-- Opening Marker --

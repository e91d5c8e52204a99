// Aglogen Assistant — Knowledge base tools

use serde::Deserialize;
use serde_json::{json, Map, Value};
use std::collections::BTreeMap;

use super::registration::ToolServices;
use super::{parse_args, round_to, with_state, Arguments, ErrorKind, HandlerResult, Param, ToolBuilder, ToolDefinition, ToolFailure};
use crate::rag::search::{SearchScope, DEFAULT_MIN_SCORE};
use crate::rag::{DocumentStatus, IndexedDocument, SourceType};
use crate::store::User;

const SEARCHABLE_TYPES: [SourceType; 3] = [SourceType::Simulation, SourceType::Analysis, SourceType::ScientificDoc];

pub fn tools(services: &ToolServices) -> Vec<ToolDefinition> {
    vec![
        ToolBuilder::new("search_knowledge_base")
            .description(
                "Search the knowledge base for relevant information: results from past \
                 simulations, FRAKTAL analysis results, and scientific literature about DLA, \
                 CCA and fractal analysis. The search uses semantic similarity, so natural \
                 language queries work well.",
            )
            .doc(
                "Search the RAG knowledge base.

                Args:
                    query: Natural language search query.
                    source_type: Filter by type: simulation, analysis, scientific_doc.
                    max_results: Maximum results to return (1-10).",
            )
            .category("knowledge")
            .param(Param::new("query", "str"))
            .param(Param::new("source_type", "str | None").with_default())
            .param(Param::new("max_results", "int").with_default())
            .context_param("user")
            .accepts_kwargs()
            .handler(with_state(services.clone(), search_knowledge_base)),
        ToolBuilder::new("get_simulation_insights")
            .description(
                "Get aggregated insights and statistics from past simulations. \
                 For finding specific simulations, use search_knowledge_base instead.",
            )
            .doc(
                "Get statistical insights from indexed simulations.

                Args:
                    algorithm: Filter by algorithm (dla, cca, ballistic, etc.).
                    min_particles: Minimum particle count filter.",
            )
            .category("knowledge")
            .param(Param::new("algorithm", "str | None").with_default())
            .param(Param::new("min_particles", "int | None").with_default())
            .context_param("user")
            .accepts_kwargs()
            .handler(with_state(services.clone(), get_simulation_insights)),
        ToolBuilder::new("get_analysis_insights")
            .description("Get aggregated insights from FRAKTAL analyses.")
            .doc(
                "Get statistical insights from indexed analyses.

                Args:
                    model: Filter by FRAKTAL model (granulated_2012, voxel_2018).",
            )
            .category("knowledge")
            .param(Param::new("model", "str | None").with_default())
            .context_param("user")
            .accepts_kwargs()
            .handler(with_state(services.clone(), get_analysis_insights)),
    ]
}

fn failure(error_type: ErrorKind, message: impl Into<String>) -> ToolFailure {
    ToolFailure::Execution {
        error_type,
        message: message.into(),
        details: None,
        recoverable: false,
    }
}

fn require_user(user: Option<User>, message: &str) -> Result<User, ToolFailure> {
    user.ok_or_else(|| failure(ErrorKind::Authentication, message))
}

#[derive(Deserialize)]
struct SearchArgs {
    query: String,
    source_type: Option<String>,
    #[serde(default = "default_max_results")]
    max_results: i64,
    user: Option<User>,
}

fn default_max_results() -> i64 {
    5
}

async fn search_knowledge_base(s: ToolServices, args: Arguments) -> HandlerResult {
    let a: SearchArgs = parse_args(args)?;
    let user = require_user(a.user, "User context required for knowledge base search")?;
    let k = a.max_results.clamp(1, 10) as usize;

    let source_types = match a.source_type.as_deref().filter(|t| !t.is_empty()) {
        None => None,
        Some(t) => match SourceType::parse(t).filter(|st| SEARCHABLE_TYPES.contains(st)) {
            Some(st) => Some(vec![st]),
            None => {
                let valid: Vec<&str> = SEARCHABLE_TYPES.iter().map(SourceType::as_str).collect();
                return Err(failure(
                    ErrorKind::Validation,
                    format!("Invalid source_type. Must be one of: {}", valid.join(", ")),
                ));
            }
        },
    };

    let scope = SearchScope::Owner {
        user_id: user.id,
        include_global: true,
    };
    let results = s
        .search
        .search(&a.query, scope, k, DEFAULT_MIN_SCORE, source_types.as_deref())
        .await
        .map_err(|e| {
            tracing::error!(error = %e, "Knowledge base search failed");
            failure(ErrorKind::Search, format!("Knowledge base search failed: {}", e))
        })?;

    if results.is_empty() {
        return Ok(json!({
            "found": false,
            "message": "No relevant results found in the knowledge base.",
            "results": [],
        })
        .into());
    }
    Ok(json!({
        "found": true,
        "count": results.len(),
        "results": results.iter().map(|r| r.to_dict()).collect::<Vec<_>>(),
    })
    .into())
}

/// Ready documents of one kind owned by the user.
async fn owned_documents(s: &ToolServices, user: &User, source_type: SourceType) -> Vec<IndexedDocument> {
    s.search
        .index()
        .documents()
        .await
        .into_iter()
        .filter(|d| d.owner_id == Some(user.id) && d.source_type == source_type && d.status == DocumentStatus::Ready)
        .collect()
}

fn meta_str<'a>(doc: &'a IndexedDocument, key: &str) -> Option<&'a str> {
    doc.metadata.get(key).and_then(Value::as_str)
}

/// Summary of metadata fractal dimensions; sample standard deviation.
fn df_statistics(docs: &[IndexedDocument]) -> Map<String, Value> {
    let values: Vec<f64> = docs
        .iter()
        .filter_map(|d| d.metadata.get("fractal_dimension").and_then(Value::as_f64))
        .collect();
    let mut stats = Map::new();
    if values.is_empty() {
        return stats;
    }
    let n = values.len() as f64;
    let mean = values.iter().sum::<f64>() / n;
    let std = if values.len() > 1 {
        (values.iter().map(|x| (x - mean).powi(2)).sum::<f64>() / (n - 1.0)).sqrt()
    } else {
        0.0
    };
    let min = values.iter().cloned().fold(f64::INFINITY, f64::min);
    let max = values.iter().cloned().fold(f64::NEG_INFINITY, f64::max);
    stats.insert(
        "fractal_dimension".into(),
        json!({
            "mean": round_to(mean, 4),
            "std": round_to(std, 4),
            "min": round_to(min, 4),
            "max": round_to(max, 4),
            "count": values.len(),
        }),
    );
    stats
}

fn distribution(docs: &[IndexedDocument], key: &str) -> BTreeMap<String, usize> {
    let mut counts = BTreeMap::new();
    for doc in docs {
        *counts
            .entry(meta_str(doc, key).unwrap_or("unknown").to_string())
            .or_insert(0) += 1;
    }
    counts
}

#[derive(Deserialize)]
struct SimulationInsightArgs {
    algorithm: Option<String>,
    min_particles: Option<i64>,
    user: Option<User>,
}

async fn get_simulation_insights(s: ToolServices, args: Arguments) -> HandlerResult {
    let a: SimulationInsightArgs = parse_args(args)?;
    let user = require_user(a.user, "User context required")?;
    let algorithm = a.algorithm.as_deref().map(str::to_lowercase);

    let docs: Vec<IndexedDocument> = owned_documents(&s, &user, SourceType::Simulation)
        .await
        .into_iter()
        .filter(|d| algorithm.as_deref().map_or(true, |alg| meta_str(d, "algorithm") == Some(alg)))
        .filter(|d| {
            a.min_particles.map_or(true, |min| {
                d.metadata
                    .get("n_particles")
                    .and_then(Value::as_i64)
                    .is_some_and(|n| n >= min)
            })
        })
        .collect();

    let filters = json!({"algorithm": a.algorithm, "min_particles": a.min_particles});
    if docs.is_empty() {
        return Ok(json!({
            "found": false,
            "message": "No indexed simulations match the criteria.",
            "filters_applied": filters,
        })
        .into());
    }
    Ok(json!({
        "found": true,
        "total_simulations": docs.len(),
        "filters_applied": filters,
        "statistics": df_statistics(&docs),
        "algorithm_distribution": distribution(&docs, "algorithm"),
    })
    .into())
}

#[derive(Deserialize)]
struct AnalysisInsightArgs {
    model: Option<String>,
    user: Option<User>,
}

async fn get_analysis_insights(s: ToolServices, args: Arguments) -> HandlerResult {
    let a: AnalysisInsightArgs = parse_args(args)?;
    let user = require_user(a.user, "User context required")?;
    let model = a.model.as_deref().map(str::to_lowercase);

    let docs: Vec<IndexedDocument> = owned_documents(&s, &user, SourceType::Analysis)
        .await
        .into_iter()
        .filter(|d| model.as_deref().map_or(true, |m| meta_str(d, "model") == Some(m)))
        .collect();

    let filters = json!({"model": a.model});
    if docs.is_empty() {
        return Ok(json!({
            "found": false,
            "message": "No indexed analyses match the criteria.",
            "filters_applied": filters,
        })
        .into());
    }
    Ok(json!({
        "found": true,
        "total_analyses": docs.len(),
        "filters_applied": filters,
        "statistics": df_statistics(&docs),
        "model_distribution": distribution(&docs, "model"),
    })
    .into())
}

#[cfg(test)]
mod tests {
    use super::*;
    use crate::rag::DocumentChunk;
    use crate::tool::registration::test_support::{args, fixture};

    fn doc(owner: i64, source_type: SourceType, metadata: Value) -> IndexedDocument {
        let mut doc = IndexedDocument::new(source_type, "indexed");
        doc.owner_id = Some(owner);
        doc.status = DocumentStatus::Ready;
        doc.metadata = args(metadata);
        doc
    }

    #[tokio::test]
    async fn test_search_requires_known_source_type() {
        let fx = fixture().await;
        let r = fx
            .exec(None)
            .execute(
                "search_knowledge_base",
                args(json!({"query": "dla", "source_type": "uploaded"})),
            )
            .await;
        let err = r.error().unwrap();
        assert_eq!(err.error_type, ErrorKind::Validation);
        assert_eq!(
            err.message,
            "Invalid source_type. Must be one of: simulation, analysis, scientific_doc"
        );
    }

    #[tokio::test]
    async fn test_search_empty_index() {
        let fx = fixture().await;
        let r = fx
            .exec(None)
            .execute("search_knowledge_base", args(json!({"query": "soot", "max_results": 50})))
            .await;
        let data = r.data().unwrap();
        assert_eq!(data["found"], false);
        assert_eq!(data["results"], json!([]));
    }

    #[tokio::test]
    async fn test_search_finds_own_documents_only() {
        let fx = fixture().await;
        let query = "DLA fractal dimension with sticking probability";
        let embedding = fx.services.search.embeddings().embed_text(query).await.unwrap();
        let index = fx.services.search.index();

        for (owner, title) in [(fx.owner.id, "mine"), (fx.stranger.id, "theirs")] {
            let mut d = doc(owner, SourceType::Simulation, json!({"algorithm": "dla"}));
            d.title = title.into();
            let chunk = DocumentChunk {
                id: uuid::Uuid::new_v4().to_string(),
                document_id: d.id.clone(),
                content: query.into(),
                chunk_index: 0,
                embedding: embedding.clone(),
                embedding_model: "hash".into(),
                section: "summary".into(),
                page_number: None,
                metadata: Map::new(),
            };
            index.upsert_document(d.clone()).await.unwrap();
            index.replace_chunks(&d.id, vec![chunk]).await.unwrap();
        }

        let r = fx
            .exec(None)
            .execute("search_knowledge_base", args(json!({"query": query})))
            .await;
        let data = r.data().unwrap();
        assert_eq!(data["found"], true);
        assert_eq!(data["count"], 1);
        assert_eq!(data["results"][0]["title"], "mine");
        assert_eq!(data["results"][0]["score"], 1.0);
    }

    #[tokio::test]
    async fn test_simulation_insights() {
        let fx = fixture().await;
        let index = fx.services.search.index();
        for (alg, n, df) in [("dla", 1000, 1.7), ("dla", 5000, 1.8), ("cca", 1000, 1.9)] {
            index
                .upsert_document(doc(
                    fx.owner.id,
                    SourceType::Simulation,
                    json!({"algorithm": alg, "n_particles": n, "fractal_dimension": df}),
                ))
                .await
                .unwrap();
        }
        index
            .upsert_document(doc(fx.stranger.id, SourceType::Simulation, json!({"algorithm": "dla"})))
            .await
            .unwrap();

        let r = fx.exec(None).execute("get_simulation_insights", Arguments::new()).await;
        let data = r.data().unwrap();
        assert_eq!(data["total_simulations"], 3);
        assert_eq!(data["algorithm_distribution"], json!({"cca": 1, "dla": 2}));
        assert_eq!(data["statistics"]["fractal_dimension"]["mean"], 1.8);
        assert_eq!(data["statistics"]["fractal_dimension"]["std"], 0.1);

        let r = fx
            .exec(None)
            .execute("get_simulation_insights", args(json!({"algorithm": "DLA", "min_particles": 2000})))
            .await;
        let data = r.data().unwrap();
        assert_eq!(data["total_simulations"], 1);
        assert_eq!(data["statistics"]["fractal_dimension"]["std"], 0.0);

        let r = fx
            .exec(None)
            .execute("get_simulation_insights", args(json!({"algorithm": "ballistic"})))
            .await;
        assert_eq!(
            r.data().unwrap()["message"],
            "No indexed simulations match the criteria."
        );
    }

    #[tokio::test]
    async fn test_analysis_insights() {
        let fx = fixture().await;
        let index = fx.services.search.index();
        index
            .upsert_document(doc(
                fx.owner.id,
                SourceType::Analysis,
                json!({"model": "voxel_2018", "fractal_dimension": 1.75}),
            ))
            .await
            .unwrap();
        let mut pending = doc(fx.owner.id, SourceType::Analysis, json!({"model": "voxel_2018"}));
        pending.status = DocumentStatus::Pending;
        index.upsert_document(pending).await.unwrap();

        let r = fx
            .exec(None)
            .execute("get_analysis_insights", args(json!({"model": "VOXEL_2018"})))
            .await;
        let data = r.data().unwrap();
        assert_eq!(data["total_analyses"], 1);
        assert_eq!(data["model_distribution"], json!({"voxel_2018": 1}));

        let r = fx
            .exec(None)
            .execute("get_analysis_insights", args(json!({"model": "granulated_2012"})))
            .await;
        assert_eq!(r.data().unwrap()["found"], false);
    }
}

-- Closing Marker --

● **TASK BRIEF**
The answer should be all lines from the entries above that hold the word "SearchScope".

● **RESPONSE TO THIS TASK**
use crate::rag::search::{SearchScope, DEFAULT_MIN_SCORE};
    let scope = SearchScope::Owner {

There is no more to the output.